Indiana University Professor Catherine Bowman recently achieved something most writers only dream of -- her poem, "The Sink," was published on the pages of The New Yorker.

Cathy Bowman

Catherine Bowman

Print-Quality Photo

Bowman is the author of the poetry collections Notarikon, Rock Farm and 1-800-Hot-Ribs. Her poems have appeared in literary magazines and journals including The Paris Review, The Kenyon Review, The Los Angeles Times and many others. Her work has also been published in several anthologies including Real Thing: Pop Culture Poems, The Extraordinary Tide: New Poetry by American Women and Exhalation of Forms.

In a candid interview with Live at IU, the IU Ruth Lilly Professor of Poetry discusses her inspiration for writing "The Sink," her experience teaching at IU and her current favorite reads.

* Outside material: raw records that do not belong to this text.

// Dweve Benchlog - Benchmark Log Analysis
//
// Copyright (c) 2025 Dweve IP B.V. and individual contributors.
//
// SPDX-License-Identifier: Apache-2.0
//
// Licensed under the Apache License, Version 2.0 (the "License");
// you may not use this file except in compliance with the License.
// You may obtain a copy of the License in the LICENSE file at the
// root of this repository or at: http://www.apache.org/licenses/LICENSE-2.0
//
// Unless required by applicable law or agreed to in writing, software
// distributed under the License is distributed on an "AS IS" BASIS,
// WITHOUT WARRANTIES OR CONDITIONS OF ANY KIND, either express or implied.
// See the License for the specific language governing permissions and
// limitations under the License.

//! # Benchlog
//!
//! Parse benchmark logs produced by a version-by-version optimisation
//! campaign, check every run against the configuration it was supposed to
//! use, and derive speedups and UI overhead figures.
//!
//! ## Quick Start
//!
//! ```rust
//! use benchlog::{analyze, ExpectedConfiguration, ProjectTag};
//!
//! let log = benchlog_test::paired_log(&[(10.0, 15.0), (5.0, 8.0)]);
//! let analysis = analyze(&log, &ExpectedConfiguration::default()).unwrap();
//!
//! assert!(analysis.conforms());
//! let library = analysis.metrics.series(ProjectTag::Library);
//! assert_eq!(library.summary().unwrap().total.ratio(), 2.0);
//! ```
//!
//! ## Crates
//!
//! - `benchlog-core`: block extraction and field parsing
//! - `benchlog-validate`: configuration checks, re-exported as [`validate`]
//! - `benchlog-stats`: derived metrics, re-exported as [`stats`]
//! - `benchlog-report`: console, LaTeX and JSON output, re-exported as [`report`]

pub use benchlog_core::{
    extract, parse_with_options, BenchlogError, BenchlogResult, CommitInfo, ErrorKind,
    ExpectedConfiguration, ExpectedTrait, FailureCategory, Limits, Markers, ParseFailure,
    ParseOptions, ParseOptionsBuilder, ParseOutcome, ParsedTrait, ProjectTag, Run,
};

pub mod validate {
    //! Configuration checks
    pub use benchlog_validate::{
        failure_discrepancies, validate, validate_all, validate_outcome,
        validate_outcome_with_config, validate_with_config, ConfigError, Discrepancy,
        DiscrepancyKind, GridRule, RuleConfig, Severity, TimestepRule, TraitListRule,
        ValidationRule, Validator, ValidatorConfig,
    };
}

pub mod stats {
    //! Derived performance figures
    pub use benchlog_stats::{
        version_history, CrossReferenceGap, HistoryEntry, Metrics, OverheadBreakdown,
        OverheadPoint, OverheadSummary, Overview, Relative, Series, SeriesPoint, SeriesSummary,
        Throughput,
    };
}

pub mod report {
    //! Report rendering
    pub use benchlog_report::{
        console, default_output_path, export_json, export_latex, json, latex, Report,
    };
}

use benchlog_report::Report;
use benchlog_stats::Metrics;
use benchlog_validate::{Discrepancy, Severity, ValidatorConfig};
use tracing::debug;

/// Result of running the whole pipeline over one log.
#[derive(Debug, Clone, PartialEq)]
pub struct Analysis {
    /// Parsed runs and rejected blocks
    pub outcome: ParseOutcome,
    /// Rejected blocks followed by configuration mismatches
    pub discrepancies: Vec<Discrepancy>,
    /// Derived performance figures
    pub metrics: Metrics,
}

impl Analysis {
    /// True when every block parsed and every run matched the configuration.
    pub fn conforms(&self) -> bool {
        self.discrepancies.is_empty()
    }

    /// True when any discrepancy has error severity.
    pub fn has_errors(&self) -> bool {
        self.discrepancies
            .iter()
            .any(|d| d.severity() == Severity::Error)
    }

    /// Bundle the analysis into a renderable report.
    pub fn into_report(self, title: impl Into<String>, expected: ExpectedConfiguration) -> Report {
        Report::new(title, expected, self.metrics, self.discrepancies)
    }
}

/// Parse `text`, check it against `expected` and compute metrics.
///
/// # Errors
///
/// Returns an error for empty input or input over the default size limit.
/// Malformed blocks are not errors; they appear in
/// [`Analysis::discrepancies`].
pub fn analyze(text: &str, expected: &ExpectedConfiguration) -> BenchlogResult<Analysis> {
    analyze_with(
        text,
        &ParseOptions::default(),
        expected,
        ValidatorConfig::default(),
    )
}

/// [`analyze`] with explicit parse options and validator configuration.
pub fn analyze_with(
    text: &str,
    options: &ParseOptions,
    expected: &ExpectedConfiguration,
    config: ValidatorConfig,
) -> BenchlogResult<Analysis> {
    config
        .validate()
        .map_err(|e| BenchlogError::config(e.to_string()))?;

    let outcome = parse_with_options(text, options)?;
    let discrepancies = benchlog_validate::validate_outcome_with_config(&outcome, expected, config);
    let metrics = Metrics::compute(&outcome.runs);

    debug!(
        runs = outcome.runs.len(),
        failures = outcome.failures.len(),
        discrepancies = discrepancies.len(),
        "analysis complete"
    );

    Ok(Analysis {
        outcome,
        discrepancies,
        metrics,
    })
}

/// Parse a log with default options.
#[inline]
pub fn parse(text: &str) -> BenchlogResult<ParseOutcome> {
    benchlog_core::parse(text)
}

/// Library version.
pub const VERSION: &str = env!("CARGO_PKG_VERSION");

#[cfg(test)]
mod tests {
    use super::*;
    use benchlog_test::fixtures;

    #[test]
    fn test_analyze_clean_log() {
        let analysis = analyze(&fixtures::three_versions(), &ExpectedConfiguration::default()).unwrap();
        assert!(analysis.conforms());
        assert!(!analysis.has_errors());
        assert_eq!(analysis.outcome.runs.len(), 6);
        assert_eq!(analysis.metrics.library.len(), 3);
    }

    #[test]
    fn test_analyze_misconfigured_log() {
        let analysis = analyze(&fixtures::misconfigured(), &ExpectedConfiguration::default()).unwrap();
        assert!(!analysis.conforms());
        assert!(!analysis.has_errors());
    }

    #[test]
    fn test_analyze_rejected_block_is_error() {
        let analysis = analyze(&fixtures::with_gaps(), &ExpectedConfiguration::default()).unwrap();
        assert!(analysis.has_errors());
    }

    #[test]
    fn test_analyze_empty_input() {
        let err = analyze("  \n", &ExpectedConfiguration::default()).unwrap_err();
        assert_eq!(err.kind, ErrorKind::EmptyInput);
    }

    #[test]
    fn test_analyze_rejects_invalid_validator_config() {
        let mut config = ValidatorConfig::default();
        config.max_discrepancies = 0;
        let err = analyze_with(
            &fixtures::three_versions(),
            &ParseOptions::default(),
            &ExpectedConfiguration::default(),
            config,
        )
        .unwrap_err();
        assert_eq!(err.kind, ErrorKind::Config);
    }

    #[test]
    fn test_into_report() {
        let expected = ExpectedConfiguration::default();
        let analysis = analyze(&fixtures::single_version(), &expected).unwrap();
        let report = analysis.into_report("Single", expected);
        assert_eq!(report.title, "Single");
        assert!(report.conforms());
    }
}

Live at IU: When did you know you wanted to be a poet? Did you ever waver from that goal -- and can you ever picture yourself doing anything else?

Catherine Bowman: Good question. I don't think I ever 'knew' I wanted to be a poet, as in 'to know' something consciously -- it was more an infiltration, something instinctual, a kind of possession. I think I was brainwashed into poetry, ear-washed by language. In terms of ever wavering from that goal, again, I don't know if it was a goal; poetry was more a part of me -- though early on, poetry did not seem very practical. So I majored in political science and tried my hand at journalism, all the while still writing poems. I find my studies in political science and work in journalism come out now in my work as a teacher and a poet. I worked with NPR's 'All Things Considered,' featuring and commenting on contemporary poets. I have also worked on poetry and writing projects to promote community literacy and community activism. I can't really picture myself doing something else. But who knows? I find writing a necessity.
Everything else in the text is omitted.